_Task objective_
After repeating the line containing "partial lines are", stop; until then, repeat each line of the listing below exactly, starting with the first.

_Data listing_
........
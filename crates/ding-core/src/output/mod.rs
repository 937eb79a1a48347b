//! Output pipe: per step, line-buffers a build child's stdout/stderr
//! concurrently, writes the three on-disk artifacts, and publishes each
//! line to the event bus. Also parses `release:` artifact declarations
//! out of the captured `build` step's stdout.

use std::path::Path;
use std::time::Instant;

use tokio::io::{AsyncRead, AsyncReadExt, AsyncWriteExt};
use tokio::sync::oneshot;

use crate::error::{DingError, Result};
use crate::event::{Event, EventBus, OutputStream};
use crate::models::{BuildId, StepName};

/// Internal line buffer: flushes on `\n` or when it reaches 1 KiB,
/// whichever comes first. A line flushed by the size limit rather than a
/// newline is still delivered as one `output` event — partial lines are
/// observable by subscribers exactly as they were written to disk.
const FLUSH_THRESHOLD: usize = 1024;

struct LineBuffer {
    buf: Vec<u8>,
}

impl LineBuffer {
    fn new() -> Self {
        Self { buf: Vec::with_capacity(FLUSH_THRESHOLD) }
    }

    /// Feeds one read chunk, returning complete lines (including any
    /// size-forced flush) ready to be written out.
    fn feed(&mut self, chunk: &[u8]) -> Vec<Vec<u8>> {
        let mut lines = Vec::new();
        for &byte in chunk {
            self.buf.push(byte);
            if byte == b'\n' || self.buf.len() >= FLUSH_THRESHOLD {
                lines.push(std::mem::take(&mut self.buf));
            }
        }
        lines
    }

    fn take_remainder(&mut self) -> Option<Vec<u8>> {
        if self.buf.is_empty() {
            None
        } else {
            Some(std::mem::take(&mut self.buf))
        }
    }
}

/// Runs one stream (stdout or stderr) of a step: reads it to completion,
/// writing each line to its per-stream file, the combined file, and the
/// event bus.
async fn pump_stream(
    mut reader: impl AsyncRead + Unpin,
    build_id: BuildId,
    step: StepName,
    stream: OutputStream,
    mut stream_file: tokio::fs::File,
    combined_tx: tokio::sync::mpsc::Sender<Vec<u8>>,
    bus: EventBus,
) -> Result<()> {
    let mut linebuf = LineBuffer::new();
    let mut chunk = [0u8; 8192];
    loop {
        let n = reader.read(&mut chunk).await.map_err(DingError::Io)?;
        if n == 0 {
            break;
        }
        for line in linebuf.feed(&chunk[..n]) {
            stream_file.write_all(&line).await.map_err(DingError::Io)?;
            let _ = combined_tx.send(line.clone()).await;
            bus.publish(Event::Output {
                build_id: build_id.0,
                step: step.as_str().to_string(),
                stream,
                text: String::from_utf8_lossy(&line).to_string(),
            })
            .await;
        }
    }
    if let Some(rest) = linebuf.take_remainder() {
        stream_file.write_all(&rest).await.map_err(DingError::Io)?;
        let _ = combined_tx.send(rest.clone()).await;
        bus.publish(Event::Output {
            build_id: build_id.0,
            step: step.as_str().to_string(),
            stream,
            text: String::from_utf8_lossy(&rest).to_string(),
        })
        .await;
    }
    stream_file.flush().await.map_err(DingError::Io)?;
    Ok(())
}

/// Result of running one step through the output pipe.
pub struct StepOutcome {
    /// Empty string on success, an error description on failure, exactly
    /// as delivered on the status channel.
    pub status: String,
    pub elapsed_nsec: u64,
}

/// Drives one step's capture: opens the three on-disk files, publishes a
/// step-start event, pumps stdout/stderr concurrently, waits for the
/// status channel, and records elapsed time.
pub async fn run_step(
    output_dir: &Path,
    build_id: BuildId,
    step: StepName,
    stdout: impl AsyncRead + Unpin + Send + 'static,
    stderr: impl AsyncRead + Unpin + Send + 'static,
    status: oneshot::Receiver<String>,
    bus: EventBus,
) -> Result<StepOutcome> {
    tokio::fs::create_dir_all(output_dir).await.map_err(DingError::Io)?;

    let stdout_file = open_append(output_dir, step, "stdout").await?;
    let stderr_file = open_append(output_dir, step, "stderr").await?;
    let mut combined_file = open_append(output_dir, step, "output").await?;

    bus.publish(Event::Output {
        build_id: build_id.0,
        step: step.as_str().to_string(),
        stream: OutputStream::Stdout,
        text: String::new(),
    })
    .await;

    let (combined_tx, mut combined_rx) = tokio::sync::mpsc::channel::<Vec<u8>>(256);
    let combined_task = tokio::spawn(async move {
        while let Some(line) = combined_rx.recv().await {
            if combined_file.write_all(&line).await.is_err() {
                break;
            }
        }
        let _ = combined_file.flush().await;
    });

    let start = Instant::now();

    let stdout_task = tokio::spawn(pump_stream(
        stdout,
        build_id,
        step,
        OutputStream::Stdout,
        stdout_file,
        combined_tx.clone(),
        bus.clone(),
    ));
    let stderr_task = tokio::spawn(pump_stream(
        stderr,
        build_id,
        step,
        OutputStream::Stderr,
        stderr_file,
        combined_tx.clone(),
        bus.clone(),
    ));
    drop(combined_tx);

    let (stdout_res, stderr_res) = tokio::join!(stdout_task, stderr_task);
    stdout_res.map_err(|e| DingError::ChildProcess(e.to_string()))??;
    stderr_res.map_err(|e| DingError::ChildProcess(e.to_string()))??;
    let _ = combined_task.await;

    let status = status.await.unwrap_or_else(|_| {
        "status channel closed before the child reported completion".to_string()
    });

    let elapsed_nsec = start.elapsed().as_nanos() as u64;
    tokio::fs::write(
        output_dir.join(format!("{}.nsec", step.as_str())),
        elapsed_nsec.to_string(),
    )
    .await
    .map_err(DingError::Io)?;

    Ok(StepOutcome { status, elapsed_nsec })
}

async fn open_append(dir: &Path, step: StepName, ext: &str) -> Result<tokio::fs::File> {
    tokio::fs::OpenOptions::new()
        .create(true)
        .append(true)
        .open(dir.join(format!("{}.{ext}", step.as_str())))
        .await
        .map_err(DingError::Io)
}

/// A validated artifact declaration parsed from a `release:` line.
#[derive(Debug, Clone, PartialEq, Eq)]
pub struct ArtifactDeclaration {
    pub command: String,
    pub version: String,
    pub os: String,
    pub arch: String,
    pub toolchain: String,
    pub filename: String,
}

/// Scans `build.stdout` for `release:`-prefixed lines. A line is ignored
/// unless its first whitespace token is literally `release:`; such a
/// line must then have exactly seven whitespace-delimited tokens or the
/// whole scan fails as a user error.
pub fn parse_artifact_declarations(stdout: &str) -> Result<Vec<ArtifactDeclaration>> {
    let mut declarations = Vec::new();
    for line in stdout.lines() {
        let tokens: Vec<&str> = line.split_whitespace().collect();
        if tokens.first() != Some(&"release:") {
            continue;
        }
        if tokens.len() != 7 {
            return Err(DingError::InvalidResultLine(line.to_string()));
        }
        declarations.push(ArtifactDeclaration {
            command: tokens[1].to_string(),
            version: tokens[2].to_string(),
            os: tokens[3].to_string(),
            arch: tokens[4].to_string(),
            toolchain: tokens[5].to_string(),
            filename: tokens[6].to_string(),
        });
    }
    Ok(declarations)
}

#[cfg(test)]
mod tests {
    use super::*;

    #[test]
    fn ignores_unrelated_lines() {
        let out = "building...\nrelease: demo 1.0 linux amd64 gcc-13 out/demo\ndone\n";
        let decls = parse_artifact_declarations(out).unwrap();
        assert_eq!(decls.len(), 1);
        assert_eq!(decls[0].filename, "out/demo");
    }

    #[test]
    fn wrong_arity_is_a_user_error() {
        let out = "release: demo 1.0 linux amd64 gcc-13\n";
        let err = parse_artifact_declarations(out).unwrap_err();
        assert!(matches!(err, DingError::InvalidResultLine(_)));
    }

    #[test]
    fn multiple_declarations_in_order() {
        let out = "release: a 1 linux amd64 gcc out/a\nrelease: b 2 linux amd64 gcc out/b\n";
        let decls = parse_artifact_declarations(out).unwrap();
        assert_eq!(decls.len(), 2);
        assert_eq!(decls[0].command, "a");
        assert_eq!(decls[1].command, "b");
    }

    #[test]
    fn line_buffer_flushes_on_fill_without_newline() {
        let mut buf = LineBuffer::new();
        let chunk = vec![b'x'; FLUSH_THRESHOLD + 5];
        let lines = buf.feed(&chunk);
        assert_eq!(lines.len(), 1);
        assert_eq!(lines[0].len(), FLUSH_THRESHOLD);
        assert_eq!(buf.take_remainder().unwrap().len(), 5);
    }

    #[test]
    fn line_buffer_flushes_on_newline() {
        let mut buf = LineBuffer::new();
        let lines = buf.feed(b"hello\nworld");
        assert_eq!(lines.len(), 1);
        assert_eq!(lines[0], b"hello\n");
        assert_eq!(buf.take_remainder().unwrap(), b"world");
    }
}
........
_Solution_
filename crates/ding-core/src/output/mod.rs
repository 937eb79a1a48347b
//! Output pipe: per step, line-buffers a build child's stdout/stderr
//! concurrently, writes the three on-disk artifacts, and publishes each
//! line to the event bus. Also parses `release:` artifact declarations
//! out of the captured `build` step's stdout.

use std::path::Path;
use std::time::Instant;

use tokio::io::{AsyncRead, AsyncReadExt, AsyncWriteExt};
use tokio::sync::oneshot;

use crate::error::{DingError, Result};
use crate::event::{Event, EventBus, OutputStream};
use crate::models::{BuildId, StepName};

/// Internal line buffer: flushes on `\n` or when it reaches 1 KiB,
/// whichever comes first. A line flushed by the size limit rather than a
/// newline is still delivered as one `output` event — partial lines are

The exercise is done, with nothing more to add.